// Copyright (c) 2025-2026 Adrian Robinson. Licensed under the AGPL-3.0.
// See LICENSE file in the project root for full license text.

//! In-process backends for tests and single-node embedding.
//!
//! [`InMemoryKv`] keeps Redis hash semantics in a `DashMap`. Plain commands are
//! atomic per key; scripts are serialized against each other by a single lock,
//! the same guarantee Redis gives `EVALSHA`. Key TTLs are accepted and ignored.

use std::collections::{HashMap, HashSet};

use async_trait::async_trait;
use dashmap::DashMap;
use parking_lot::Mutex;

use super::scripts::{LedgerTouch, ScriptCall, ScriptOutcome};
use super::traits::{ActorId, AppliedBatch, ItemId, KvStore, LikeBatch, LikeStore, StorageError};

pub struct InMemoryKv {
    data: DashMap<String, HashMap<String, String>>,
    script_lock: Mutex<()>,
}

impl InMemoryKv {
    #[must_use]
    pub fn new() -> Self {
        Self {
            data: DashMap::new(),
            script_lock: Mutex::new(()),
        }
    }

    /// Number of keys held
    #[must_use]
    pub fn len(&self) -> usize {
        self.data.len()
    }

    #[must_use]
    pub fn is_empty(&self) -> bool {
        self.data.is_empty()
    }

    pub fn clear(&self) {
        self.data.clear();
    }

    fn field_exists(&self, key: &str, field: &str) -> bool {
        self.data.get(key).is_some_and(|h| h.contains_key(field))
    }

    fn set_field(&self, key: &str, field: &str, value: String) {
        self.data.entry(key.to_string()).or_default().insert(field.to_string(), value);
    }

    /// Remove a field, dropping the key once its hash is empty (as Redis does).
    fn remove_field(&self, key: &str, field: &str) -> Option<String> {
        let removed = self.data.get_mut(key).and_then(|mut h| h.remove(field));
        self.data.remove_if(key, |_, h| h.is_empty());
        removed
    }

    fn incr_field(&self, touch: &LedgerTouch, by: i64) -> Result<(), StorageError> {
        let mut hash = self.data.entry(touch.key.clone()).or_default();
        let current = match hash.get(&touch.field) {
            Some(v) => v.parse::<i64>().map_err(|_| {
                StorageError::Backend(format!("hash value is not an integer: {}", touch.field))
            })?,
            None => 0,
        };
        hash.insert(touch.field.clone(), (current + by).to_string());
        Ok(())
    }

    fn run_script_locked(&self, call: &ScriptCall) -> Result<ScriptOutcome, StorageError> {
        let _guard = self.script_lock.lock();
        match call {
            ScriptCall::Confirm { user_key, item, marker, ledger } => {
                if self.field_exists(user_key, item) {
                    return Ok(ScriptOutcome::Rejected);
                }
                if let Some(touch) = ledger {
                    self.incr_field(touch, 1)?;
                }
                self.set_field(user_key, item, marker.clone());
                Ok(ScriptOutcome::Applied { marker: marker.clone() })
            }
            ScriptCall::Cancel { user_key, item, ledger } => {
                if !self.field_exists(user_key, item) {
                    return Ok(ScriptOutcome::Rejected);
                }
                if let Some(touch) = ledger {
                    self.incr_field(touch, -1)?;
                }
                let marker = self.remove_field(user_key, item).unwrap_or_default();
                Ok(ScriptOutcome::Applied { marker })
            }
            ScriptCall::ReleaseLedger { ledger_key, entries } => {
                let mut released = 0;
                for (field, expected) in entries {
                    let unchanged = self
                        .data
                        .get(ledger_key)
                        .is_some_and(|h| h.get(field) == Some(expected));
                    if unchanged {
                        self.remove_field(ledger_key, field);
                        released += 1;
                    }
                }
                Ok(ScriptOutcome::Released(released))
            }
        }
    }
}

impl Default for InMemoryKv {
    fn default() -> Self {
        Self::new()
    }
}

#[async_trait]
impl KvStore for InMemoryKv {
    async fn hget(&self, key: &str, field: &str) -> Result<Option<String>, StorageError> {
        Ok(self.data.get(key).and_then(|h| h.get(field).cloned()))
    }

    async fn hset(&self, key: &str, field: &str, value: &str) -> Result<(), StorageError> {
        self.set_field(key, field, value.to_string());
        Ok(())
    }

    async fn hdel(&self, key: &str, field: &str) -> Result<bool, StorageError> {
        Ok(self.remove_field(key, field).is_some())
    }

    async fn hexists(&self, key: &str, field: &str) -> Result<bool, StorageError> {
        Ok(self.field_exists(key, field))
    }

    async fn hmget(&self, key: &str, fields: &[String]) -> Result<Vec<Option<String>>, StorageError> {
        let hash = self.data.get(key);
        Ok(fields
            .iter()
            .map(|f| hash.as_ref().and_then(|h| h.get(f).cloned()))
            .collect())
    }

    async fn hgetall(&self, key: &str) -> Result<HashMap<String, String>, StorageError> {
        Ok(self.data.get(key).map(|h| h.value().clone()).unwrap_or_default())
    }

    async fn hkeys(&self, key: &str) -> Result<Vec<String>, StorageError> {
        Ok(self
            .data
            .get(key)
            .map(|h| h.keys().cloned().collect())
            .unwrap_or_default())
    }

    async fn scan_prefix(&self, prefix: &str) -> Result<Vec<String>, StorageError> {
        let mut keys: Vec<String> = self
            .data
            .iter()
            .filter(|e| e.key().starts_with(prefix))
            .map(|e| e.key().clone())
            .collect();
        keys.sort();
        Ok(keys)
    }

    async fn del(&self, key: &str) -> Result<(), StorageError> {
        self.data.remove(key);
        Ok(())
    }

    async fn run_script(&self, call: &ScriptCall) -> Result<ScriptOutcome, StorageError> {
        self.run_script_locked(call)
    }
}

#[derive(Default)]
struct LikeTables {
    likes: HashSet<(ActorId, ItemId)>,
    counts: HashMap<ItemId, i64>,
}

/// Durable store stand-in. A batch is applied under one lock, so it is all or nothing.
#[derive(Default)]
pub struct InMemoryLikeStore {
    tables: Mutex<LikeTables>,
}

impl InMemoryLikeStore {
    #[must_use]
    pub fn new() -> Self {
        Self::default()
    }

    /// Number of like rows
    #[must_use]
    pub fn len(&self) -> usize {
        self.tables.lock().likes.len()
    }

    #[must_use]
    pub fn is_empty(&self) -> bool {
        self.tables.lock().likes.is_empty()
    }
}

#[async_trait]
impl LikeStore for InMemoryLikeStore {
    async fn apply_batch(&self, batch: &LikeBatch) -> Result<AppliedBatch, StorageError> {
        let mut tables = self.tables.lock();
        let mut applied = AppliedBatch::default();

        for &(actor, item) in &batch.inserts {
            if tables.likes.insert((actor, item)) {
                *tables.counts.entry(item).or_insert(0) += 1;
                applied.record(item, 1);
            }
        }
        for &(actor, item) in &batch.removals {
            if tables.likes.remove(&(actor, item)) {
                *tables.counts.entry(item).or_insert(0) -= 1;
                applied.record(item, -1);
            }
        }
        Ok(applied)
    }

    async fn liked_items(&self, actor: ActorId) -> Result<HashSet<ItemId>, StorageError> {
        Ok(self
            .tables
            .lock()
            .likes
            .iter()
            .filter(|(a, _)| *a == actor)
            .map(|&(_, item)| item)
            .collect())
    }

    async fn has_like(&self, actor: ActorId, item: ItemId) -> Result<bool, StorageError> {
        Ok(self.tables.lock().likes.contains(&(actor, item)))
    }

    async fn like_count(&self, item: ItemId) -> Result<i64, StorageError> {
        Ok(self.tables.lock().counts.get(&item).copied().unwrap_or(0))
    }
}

*Problem requirements*:
Copy each line of the records containing the string "released".

*Exercise answer*:
                let mut released = 0;
                        released += 1;
                Ok(ScriptOutcome::Released(released))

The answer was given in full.